(WHAT NEEDS TO BE DONE)
Lines that include the string "HashMap" are the ones to copy from the entries below.

Top of EXERCISE MATERIALS

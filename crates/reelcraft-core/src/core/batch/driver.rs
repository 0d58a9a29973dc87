//! Batch Driver
//!
//! Turns each row of a batch data source into a generated project.
//! Rows are isolated: a failing row is reported and the next one runs.
//! Progress goes out on an optional channel and a shared flag cancels the
//! job between rows.

use std::collections::{BTreeMap, HashMap};
use std::path::Path;
use std::sync::atomic::{AtomicBool, Ordering};
use std::sync::{Arc, OnceLock};

use chrono::Utc;
use regex::Regex;
use tokio::sync::mpsc;
use tracing::{debug, info, warn};

use super::models::{BatchDataSource, BatchJob, BatchJobStatus, BatchMode};
use crate::core::automation::apply_rules;
use crate::core::template::interpreter::{build_element, coerce_input, static_content};
use crate::core::template::timing::{hinted_duration, resolve_timings};
use crate::core::template::validator::unknown_placeholder_issues;
use crate::core::template::{
    ElementContent, GeneratedContent, GeneratedProject, GeneratedTrack, GenerationMetadata,
    Interpreter, InterpreterOptions, MediaFileRef, PlaceholderInput, PlaceholderInputs,
    PlaceholderType, Template, TemplateElement, TemplateTrack, ValidationCode, ValidationIssue,
};
use crate::core::{new_id, CoreError, CoreResult, PlaceholderId};

// =============================================================================
// Cancellation
// =============================================================================

/// Shared cancellation flag, checked between rows
#[derive(Clone, Debug, Default)]
pub struct CancellationFlag(Arc<AtomicBool>);

impl CancellationFlag {
    pub fn new() -> Self {
        Self::default()
    }

    pub fn cancel(&self) {
        self.0.store(true, Ordering::SeqCst);
    }

    pub fn is_cancelled(&self) -> bool {
        self.0.load(Ordering::SeqCst)
    }
}

// =============================================================================
// Events and Outcomes
// =============================================================================

/// Batch progress event
#[derive(Clone, Debug, PartialEq)]
pub enum BatchEvent {
    Started {
        job_id: String,
        total_rows: usize,
    },
    RowCompleted {
        job_id: String,
        row_index: usize,
        project_id: String,
        name: String,
    },
    RowFailed {
        job_id: String,
        row_index: usize,
        error: String,
    },
    Finished {
        job_id: String,
        status: BatchJobStatus,
        processed_rows: usize,
        failed_rows: usize,
    },
}

/// Result of one row
#[derive(Debug)]
pub struct BatchRowOutcome {
    /// Zero-based row index
    pub row_index: usize,
    /// Expanded project name
    pub name: String,
    pub result: CoreResult<GeneratedProject>,
}
fn check_elements(template: &Template, result: &mut ValidationResult) {
    for issue in unknown_placeholder_issues(template) {
        result.error(issue);
    }

    for (_, element) in template.elements() {
        match &element.duration {
            ElementDuration::Fixed { value } if *value < 0.0 || !value.is_finite() => {
                result.error(
                    ValidationIssue::new(
                        ValidationCode::InvalidDuration,
                        format!("Fixed duration {} is invalid", value),
                    )
                    .for_element(&element.id),
                );
            }
            ElementDuration::Content {
                max_duration: Some(max),
                ..
            }
            | ElementDuration::FillGap {
                max_duration: Some(max),
            } if *max < 0.0 => {
                result.error(
                    ValidationIssue::new(
                        ValidationCode::InvalidDuration,
                        format!("maxDuration {} is negative", max),
                    )
                    .for_element(&element.id),
                );
            }
            ElementDuration::MatchAudio {
                placeholder_id: Some(id),
                ..
            } => match template.placeholder(id) {
                None => result.error(
                    ValidationIssue::new(
                        ValidationCode::MissingPlaceholder,
                        format!("Duration matches unknown audio placeholder '{}'", id),
                    )
                    .for_element(&element.id),
                ),
                Some(p) if !p.placeholder_type.has_duration() => result.error(
                    ValidationIssue::new(
                        ValidationCode::InvalidDuration,
                        format!("Placeholder '{}' has no duration to match", p.name),
                    )
                    .for_element(&element.id),
                ),
                Some(_) => {}
            },
            _ => {}
        }

        if let Some(style_id) = &element.caption_style_id {
            if template.caption_style(style_id).is_none() {
                result.warn(
                    ValidationIssue::new(
                        ValidationCode::UnknownCaptionStyle,
                        format!("Unknown caption style '{}'", style_id),
                    )
                    .for_element(&element.id),
                );
            }
        }

        if let Some(position) = &element.position {
            if !position.is_on_canvas() {
                result.warn(
                    ValidationIssue::new(
                        ValidationCode::PositionOutOfBounds,
                        format!(
                            "Position ({:.1}%, {:.1}%) lies outside the canvas",
                            position.x_percent, position.y_percent
                        ),
                    )
                    .for_element(&element.id),
                );
            }
        }
    }
}

/// Orphaned and cyclic timing references.
///
/// An element depends on its `relativeTo` anchor and, when it fills a gap,
/// on the next element of its track. The graph is walked depth-first with an
/// explicit stack and a three-state marker.
fn check_relative_references(template: &Template, result: &mut ValidationResult) {
    let known: HashSet<&str> = template.elements().map(|(_, e)| e.id.as_str()).collect();

    let mut deps: HashMap<&str, Vec<&str>> = HashMap::new();
    for track in &template.tracks {
        for (i, element) in track.elements.iter().enumerate() {
            let edges = deps.entry(element.id.as_str()).or_default();
            if let Some(anchor) = element.timing.anchor_id() {
                if known.contains(anchor) {
                    edges.push(anchor);
                } else {
                    result.error(
                        ValidationIssue::new(
                            ValidationCode::OrphanedReference,
                            format!("relativeTo references unknown element '{}'", anchor),
                        )
                        .for_element(&element.id),
                    );
                }
            }
            if let (ElementDuration::FillGap { .. }, Some(next)) =
                (&element.duration, track.elements.get(i + 1))
            {
                edges.push(next.id.as_str());
            }
        }
    }

    #[derive(Clone, Copy, PartialEq)]
    enum Mark {
        Visiting,
        Done,
    }
    let mut marks: HashMap<&str, Mark> = HashMap::new();
    let no_edges: Vec<&str> = Vec::new();

    for (_, element) in template.elements() {
        let root = element.id.as_str();
        if marks.contains_key(root) {
            continue;
        }
        // (node, index of the next edge to follow)
        let mut stack: Vec<(&str, usize)> = vec![(root, 0)];
        marks.insert(root, Mark::Visiting);

        while let Some(&(id, next_edge)) = stack.last() {
            let edges = deps.get(id).unwrap_or(&no_edges);
            let Some(&dep) = edges.get(next_edge) else {
                marks.insert(id, Mark::Done);
                stack.pop();
                continue;
            };
            if let Some(top) = stack.last_mut() {
                top.1 += 1;
            }

            match marks.get(dep) {
                Some(Mark::Done) => {}
                Some(Mark::Visiting) => {
                    let start = stack.iter().position(|(n, _)| *n == dep).unwrap_or(0);
                    let cycle: Vec<&str> = stack[start..].iter().map(|(n, _)| *n).collect();
                    result.error(
                        ValidationIssue::new(
                            ValidationCode::CircularReference,
                            format!("Circular timing: {} -> {}", cycle.join(" -> "), dep),
                        )
                        .for_element(dep),
                    );
                }
                None => {
                    marks.insert(dep, Mark::Visiting);
                    stack.push((dep, 0));
                }
            }
        }
    }
}

fn check_rules(template: &Template, result: &mut ValidationResult) {
    for rule in &template.rules {
        for operator in rule.unknown_operators() {
            result.error(ValidationIssue::new(
                ValidationCode::UnknownOperator,
                format!("Rule '{}' uses unknown operator '{}'", rule.name, operator),
            ));
        }
    }
}

// =============================================================================
// Input Validation
// =============================================================================

/// Checks inputs against placeholder definitions.
///
/// A placeholder's default value satisfies `required`. Inputs of the wrong
/// type are reported as warnings and their constraints are not checked; the
/// interpreter rejects them separately.
pub fn validate_placeholder_inputs(
    placeholders: &[PlaceholderDefinition],
    inputs: &PlaceholderInputs,
) -> ValidationResult {
    let mut result = ValidationResult::default();

    for placeholder in placeholders {
        let input = inputs
            .get(&placeholder.id)
            .or(placeholder.default_value.as_ref());

        let Some(input) = input else {
            if placeholder.required {
                result.error(
                    ValidationIssue::new(
                        ValidationCode::MissingRequired,
                        format!("Required placeholder '{}' has no value", placeholder.name),
                    )
                    .for_placeholder(&placeholder.id),
                );
            }
            continue;
        };

        if input.input_type() != placeholder.placeholder_type {
            result.warn(
                ValidationIssue::new(
                    ValidationCode::TypeMismatch,
                    format!(
                        "Expected {} input, got {}",
                        placeholder.placeholder_type,
                        input.input_type()
                    ),
                )
                .for_placeholder(&placeholder.id),
            );
            continue;
        }

        check_input(placeholder, input, &mut result);
    }

    for id in inputs.placeholders.keys() {
        if !placeholders.iter().any(|p| &p.id == id) {
            result.warn(
                ValidationIssue::new(
                    ValidationCode::UnknownInput,
                    format!("Input for unknown placeholder '{}'", id),
                )
                .for_placeholder(id),
            );
        }
    }

    result
}

fn check_input(
    placeholder: &PlaceholderDefinition,
    input: &PlaceholderInput,
    result: &mut ValidationResult,
) {
    let c = &placeholder.constraints;
    let issue = |code: ValidationCode, message: String| {
        ValidationIssue::new(code, message).for_placeholder(&placeholder.id)
    };

    match input {
        PlaceholderInput::Video { value }
        | PlaceholderInput::Audio { value }
        | PlaceholderInput::Image { value } => {
            if placeholder.placeholder_type.has_duration()
                && (c.min_duration.is_some() || c.max_duration.is_some())
            {
                match value.duration() {
                    Some(d) => {
                        if let Some(min) = c.min_duration.filter(|min| d < *min) {
                            result.error(issue(
                                ValidationCode::DurationOutOfRange,
                                format!("Duration {:.2}s is shorter than {:.2}s", d, min),
                            ));
                        }
                        if let Some(max) = c.max_duration.filter(|max| d > *max) {
                            result.error(issue(
                                ValidationCode::DurationOutOfRange,
                                format!("Duration {:.2}s is longer than {:.2}s", d, max),
                            ));
                        }
                    }
                    None => result.warn(issue(
                        ValidationCode::DurationUnknown,
                        format!("Duration of '{}' is unknown", value.name),
                    )),
                }
            }

            if let Some(target) = c.target_aspect_ratio() {
                let tolerance = c
                    .aspect_ratio_tolerance
                    .unwrap_or(DEFAULT_ASPECT_RATIO_TOLERANCE);
                if let Some(actual) = value.metadata.as_ref().and_then(|m| m.aspect_ratio()) {
                    if (actual / target - 1.0).abs() > tolerance {
                        result.error(issue(
                            ValidationCode::AspectRatioMismatch,
                            format!(
                                "Aspect ratio {:.3} does not match {:.3}",
                                actual, target
                            ),
                        ));
                    }
                }
            }

            if !c.allowed_formats.is_empty() {
                match value.format() {
                    Some(format) if c.allowed_formats.contains(&format) => {}
                    Some(format) => result.error(issue(
                        ValidationCode::FormatNotAllowed,
                        format!(
                            "Format '{}' is not one of {}",
                            format,
                            c.allowed_formats.join(", ")
                        ),
                    )),
                    None => result.error(issue(
                        ValidationCode::FormatNotAllowed,
                        format!("Format of '{}' could not be determined", value.name),
                    )),
                }
            }

            if let (Some(max), Some(size)) = (
                c.max_file_size,
                value.metadata.as_ref().and_then(|m| m.size_bytes),
            ) {
                if size > max {
                    result.error(issue(
                        ValidationCode::FileTooLarge,
                        format!("File is {} bytes, limit is {}", size, max),
                    ));
                }
            }
        }
        PlaceholderInput::Text { value } | PlaceholderInput::Transcript { value } => {
            let length = value.chars().count();
            if let Some(min) = c.min_length.filter(|min| length < *min) {
                result.error(issue(
                    ValidationCode::TextLength,
                    format!("Text has {} characters, minimum is {}", length, min),
                ));
            }
            if let Some(max) = c.max_length.filter(|max| length > *max) {
                result.error(issue(
                    ValidationCode::TextLength,
                    format!("Text has {} characters, maximum is {}", length, max),
                ));
            }
        }
        PlaceholderInput::Number { value } => {
            if !value.is_finite() {
                result.error(issue(
                    ValidationCode::ValueOutOfRange,
                    format!("{} is not a finite number", value),
                ));
            }
            if let Some(min) = c.min_value.filter(|min| value < min) {
                result.error(issue(
                    ValidationCode::ValueOutOfRange,
                    format!("{} is below the minimum {}", value, min),
                ));
            }
            if let Some(max) = c.max_value.filter(|max| value > max) {
                result.error(issue(
                    ValidationCode::ValueOutOfRange,
                    format!("{} is above the maximum {}", value, max),
                ));
            }
        }
        PlaceholderInput::Color { .. } | PlaceholderInput::Font { .. } => {}
    }
}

Bottom of EXERCISE MATERIALS

(COMPLETED TASK)
use std::collections::{BTreeMap, HashMap};
    let mut deps: HashMap<&str, Vec<&str>> = HashMap::new();
    let mut marks: HashMap<&str, Mark> = HashMap::new();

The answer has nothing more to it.